Mozilla's effort to crowdsource datasets for voice recognition applications such as digital assistants has expanded to include 3 more languages, and soon many others:
Mozilla launched the first fruits of its Common Voice datasets in English back in November, a collection that contained some 500 hours of speech and constituted 400,000 recordings from 20,000 individuals. Today, Mozilla officially kick starts the process of collecting voice data for three more languages — French, German, and — a little randomly — Welsh. Another 40 tongues are currently being prepped for the data collection process, with the likes of Brazilian Portuguese, Chinese (Taiwan), Indonesian, Polish, and Dutch already halfway toward being ready to start crowdsourcing voice data.
[...] "We believe these interfaces shouldn't be controlled by a few companies as gatekeepers to voice-enabled services, and we want users to be understood consistently, in their own languages and accents," said Mozilla's chief innovation officer, Katharina Borchert, in a blog post.

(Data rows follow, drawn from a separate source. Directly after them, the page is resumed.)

impl Number {
    /// Constructs a new number from real and imaginary components.
    ///
    /// # Example
    /// ```
    /// use aplite::interpreter::value::number::Number;
    /// let n = Number::new(5.0, -1.0);
    /// assert_eq!(n.real, 5.0);
    /// assert_eq!(n.imaginary, -1.0);
    /// ```
    #[must_use]
    pub const fn new(real: f64, imaginary: f64) -> Self {
        Self { real, imaginary }
    }

    /// Constructs a number on the real line.
    #[must_use]
    pub const fn from_real(real: f64) -> Self {
        Self { real,
               imaginary: 0.0 }
    }

    /// Returns `true` if the imaginary part is exactly zero.
    #[must_use]
    pub fn is_real(self) -> bool {
        self.imaginary == 0.0
    }

    /// Returns `true` if both parts are finite.
    #[must_use]
    pub const fn is_finite(self) -> bool {
        self.real.is_finite() && self.imaginary.is_finite()
    }

    /// Returns the magnitude of the number.
    ///
    /// # Example
    /// ```
    /// use aplite::interpreter::value::number::Number;
    /// assert_eq!(Number::new(3.0, 4.0).magnitude(), 5.0);
    /// ```
    #[must_use]
    pub fn magnitude(self) -> f64 {
        self.real.hypot(self.imaginary)
    }

    /// Returns the complex conjugate of the number.
    #[must_use]
    pub const fn conj(self) -> Self {
        Self { real:      self.real,
               imaginary: -self.imaginary, }
    }

    /// Returns the argument (phase angle) in radians.
    #[must_use]
    pub fn arg(self) -> f64 {
        self.imaginary.atan2(self.real)
    }

    /// Returns the unit number with the same direction, or `0` for `0`.
    ///
    /// # Example
    /// ```
    /// use aplite::interpreter::value::number::{Number, ZERO};
    /// assert_eq!(Number::from_real(-7.5).direction(), Number::from_real(-1.0));
    /// assert_eq!(ZERO.direction(), ZERO);
    /// assert_eq!(Number::new(3.0, 4.0).direction(), Number::new(0.6, 0.8));
    /// ```
    #[must_use]
    pub fn direction(self) -> Self {
        if self == ZERO {
            return ZERO;
        }
        let magnitude = self.magnitude();
        Self { real:      self.real / magnitude,
               imaginary: self.imaginary / magnitude, }
    }

    /// Returns the reciprocal `1/z` of the number.
    #[must_use]
    pub fn recip(self) -> Self {
        ONE / self
    }

    /// Returns `e` raised to the number.
    #[must_use]
    pub fn exp(self) -> Self {
        let exp_r = self.real.exp();
        Self { real:      exp_r * self.imaginary.cos(),
               imaginary: exp_r * self.imaginary.sin(), }
    }

    /// Returns the principal natural logarithm of the number.
    ///
    /// # Example
    /// ```
    /// use aplite::interpreter::value::number::Number;
    /// let ln = Number::from_real(-1.0).ln();
    /// assert!(ln.real.abs() < 1e-12);
    /// assert!((ln.imaginary - std::f64::consts::PI).abs() < 1e-12);
    /// ```
    #[must_use]
    pub fn ln(self) -> Self {
        Self { real:      self.magnitude().ln(),
               imaginary: self.arg(), }
    }

    /// Raises the number to a complex power.
    ///
    /// Real bases with integral exponents use repeated multiplication so that
    /// results such as `2*10` stay exact; non-negative real bases with real
    /// exponents stay on the real line.
    ///
    /// # Example
    /// ```
    /// use aplite::interpreter::value::number::Number;
    /// assert_eq!(Number::from_real(2.0).pow(Number::from_real(10.0)), Number::from_real(1024.0));
    /// let root = Number::from_real(-4.0).pow(Number::from_real(0.5));
    /// assert!(root.real.abs() < 1e-12 && (root.imaginary - 2.0).abs() < 1e-12);
    /// ```
    #[must_use]
    #[allow(clippy::cast_possible_truncation)]
    pub fn pow(self, exponent: Self) -> Self {
        if self.is_real() && exponent.is_real() {
            if exponent.real.fract() == 0.0 && exponent.real.abs() < f64::from(i32::MAX) {
                return Self::from_real(self.real.powi(exponent.real as i32));
            }
            if self.real >= 0.0 {
                return Self::from_real(self.real.powf(exponent.real));
            }
        }
        if self == ZERO {
            return ZERO;
        }
        (exponent * self.ln()).exp()
    }

    /// Returns the principal square root of the number.
    #[must_use]
    pub fn sqrt(self) -> Self {
        let a = self.real;
        let b = self.imaginary;
        let r = a.hypot(b);

        let real = f64::midpoint(r, a).sqrt();
        let imaginary = ((r - a) / 2.0).sqrt().copysign(b);

        Self { real, imaginary }
    }

    /// Returns the sine of the number.
    #[must_use]
    pub fn sin(self) -> Self {
        Self { real:      self.real.sin() * self.imaginary.cosh(),
               imaginary: self.real.cos() * self.imaginary.sinh(), }
    }

    /// Returns the cosine of the number.
    #[must_use]
    pub fn cos(self) -> Self {
        Self { real:      self.real.cos() * self.imaginary.cosh(),
               imaginary: -self.real.sin() * self.imaginary.sinh(), }
    }

    /// Returns the hyperbolic sine of the number.
    #[must_use]
    pub fn sinh(self) -> Self {
        Self { real:      self.real.sinh() * self.imaginary.cos(),
               imaginary: self.real.cosh() * self.imaginary.sin(), }
    }

    /// Returns the hyperbolic cosine of the number.
    #[must_use]
    pub fn cosh(self) -> Self {
        Self { real:      self.real.cosh() * self.imaginary.cos(),
               imaginary: self.real.sinh() * self.imaginary.sin(), }
    }

    /// Returns `π` times the number.
    #[must_use]
    pub fn times_pi(self) -> Self {
        Self { real:      PI * self.real,
               imaginary: PI * self.imaginary, }
    }

    /// Returns `true` if the two numbers are equal within the relative
    /// tolerance `tolerance`.
    ///
    /// Identical numbers are always equal. Otherwise the numbers must lie in
    /// the same half-plane, and their distance must not exceed `tolerance`
    /// times the larger magnitude. The relation is symmetric, and a tolerance
    /// of zero gives exact equality.
    ///
    /// # Example
    /// ```
    /// use aplite::interpreter::value::number::Number;
    ///
    /// let a = Number::from_real(1.0);
    /// let b = Number::from_real(1.00001);
    /// assert!(a.tolerantly_equal_within(b, 1e-4));
    /// assert!(!a.tolerantly_equal_within(b, 0.0));
    /// assert!(a.tolerantly_equal_within(a, 0.0));
    /// ```
    #[must_use]
    pub fn tolerantly_equal_within(self, other: Self, tolerance: f64) -> bool {
        if self == other {
            return true;
        }
        let same_half_plane = self.real * other.real >= 0.0 || self.imaginary * other.imaginary >= 0.0;
        if !same_half_plane {
            return false;
        }
        let distance = (self - other).magnitude();
        distance <= tolerance * self.magnitude().max(other.magnitude())
    }

    /// Returns `true` if both parts of the number lie within `tolerance` of an
    /// integer.
    #[must_use]
    pub fn integral_within(self, tolerance: f64) -> bool {
        (self.real - self.real.round()).abs() <= tolerance
        && (self.imaginary - self.imaginary.round()).abs() <= tolerance
    }

    /// Returns `true` if the number is near an integer.
    #[must_use]
    pub fn near_integer(self) -> bool {
        self.integral_within(INTEGER_TOLERANCE)
    }

    /// Returns `true` if the number is near the real line.
    #[must_use]
    pub fn near_real(self) -> bool {
        self.imaginary.abs() <= REAL_TOLERANCE || self.imaginary.abs() <= REAL_TOLERANCE * self.real.abs()
    }

    /// Returns `true` if the number is near `0` or `1`.
    #[must_use]
    pub fn near_boolean(self) -> bool {
        self.to_boolean().is_some()
    }

    /// Returns the nearest integer if the number is near one and near the
    /// real line.
    ///
    /// # Example
    /// ```
    /// use aplite::interpreter::value::number::Number;
    /// assert_eq!(Number::from_real(2.9999).to_integer(), Some(3));
    /// assert_eq!(Number::from_real(2.5).to_integer(), None);
    /// assert_eq!(Number::new(1.0, 1.0).to_integer(), None);
    /// ```
    #[must_use]
    #[allow(clippy::cast_possible_truncation, clippy::cast_precision_loss)]
    pub fn to_integer(self) -> Option<i64> {
        let rounded = self.real.round();
        let in_range = rounded.abs() <= crate::util::num::MAX_SAFE_U64_INT as f64;
        (self.near_real() && self.near_integer() && in_range).then_some(rounded as i64)
    }

    /// Returns the boolean the number stands for, if it is near `0` or `1`.
    #[must_use]
    pub fn to_boolean(self) -> Option<bool> {
        match self.to_integer() {
            Some(0) => Some(false),
            Some(1) => Some(true),
            _ => None,
        }
    }

    /// Returns the tolerant floor of the number.
    ///
    /// A number tolerantly equal to its nearest integer floors to that
    /// integer. Complex numbers follow McDonnell's rule: floor both parts,
    /// then step the real or imaginary part up when the fractional parts sum
    /// to at least one.
    ///
    /// # Example
    /// ```
    /// use aplite::interpreter::value::number::Number;
    /// assert_eq!(Number::from_real(-2.5).floor(1e-4), Number::from_real(-3.0));
    /// assert_eq!(Number::from_real(2.99999).floor(1e-4), Number::from_real(3.0));
    /// assert_eq!(Number::new(1.5, 2.7).floor(1e-4), Number::new(1.0, 3.0));
    /// ```
    #[must_use]
    pub fn floor(self, tolerance: f64) -> Self {
        if self.is_real() {
            let nearest = Self::from_real(self.real.round());
            if self.tolerantly_equal_within(nearest, tolerance) {
                return nearest;
            }
            return Self::from_real(self.real.floor());
        }
        let base = Self::new(self.real.floor(), self.imaginary.floor());
        let x = self.real - base.real;
        let y = self.imaginary - base.imaginary;
        let sum = Self::from_real(x + y);
        if x + y < 1.0 && !sum.tolerantly_equal_within(ONE, tolerance) {
            base
        } else if x >= y {
            base + ONE
        } else {
            base + I
        }
    }

    /// Returns the tolerant ceiling of the number.
    #[must_use]
    pub fn ceiling(self, tolerance: f64) -> Self {
        -((-self).floor(tolerance))
    }

    /// Returns the gamma function of a real number.
    ///
    /// Uses the Lanczos approximation, with the reflection formula for
    /// arguments below one half.
    #[must_use]
    #[allow(clippy::cast_possible_truncation, clippy::cast_sign_loss)]
    pub fn gamma(x: f64) -> f64 {
        const G: f64 = 7.0;
        const COEFFICIENTS: [f64; 9] = [0.999_999_999_999_809_9,
                                        676.520_368_121_885_1,
                                        -1_259.139_216_722_402_8,
                                        771.323_428_777_653_1,
                                        -176.615_029_162_140_6,
                                        12.507_343_278_686_905,
                                        -0.138_571_095_265_720_12,
                                        9.984_369_578_019_572e-6,
                                        1.505_632_735_149_311_6e-7];

        if x.fract() == 0.0 && x > 0.0 && x < 171.0 {
            return (1..x as u32).map(f64::from).product();
        }
        if x < 0.5 {
            return PI / ((PI * x).sin() * Self::gamma(1.0 - x));
        }
        let x = x - 1.0;
        let mut sum = COEFFICIENTS[0];
        for (i, coefficient) in COEFFICIENTS.iter().enumerate().skip(1) {
            sum += coefficient / (x + crate::util::num::usize_to_f64(i));
        }
        let t = x + G + 0.5;
        (2.0 * PI).sqrt() * t.powf(x + 0.5) * (-t).exp() * sum
    }
}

The Common Voice project serves a purpose similar to that of other open-license projects that have emerged to counter privately owned platforms. OpenStreetMap is a good example of a similarly crowdsourced project that gives developers open and freely usable maps of the world, without the costs or restrictions of rival services such as Google Maps.
(Score: 0) by Anonymous Coward on Friday June 08 2018, @08:21AM
How Mozilla thinks:
- Firefox users are leaving, and we don't have money to fix the problems.
- Let's spend money on building an OS.
- Now we have even less money to fix the browser, and even more users are leaving.
- Let's spend money on a voice assistant.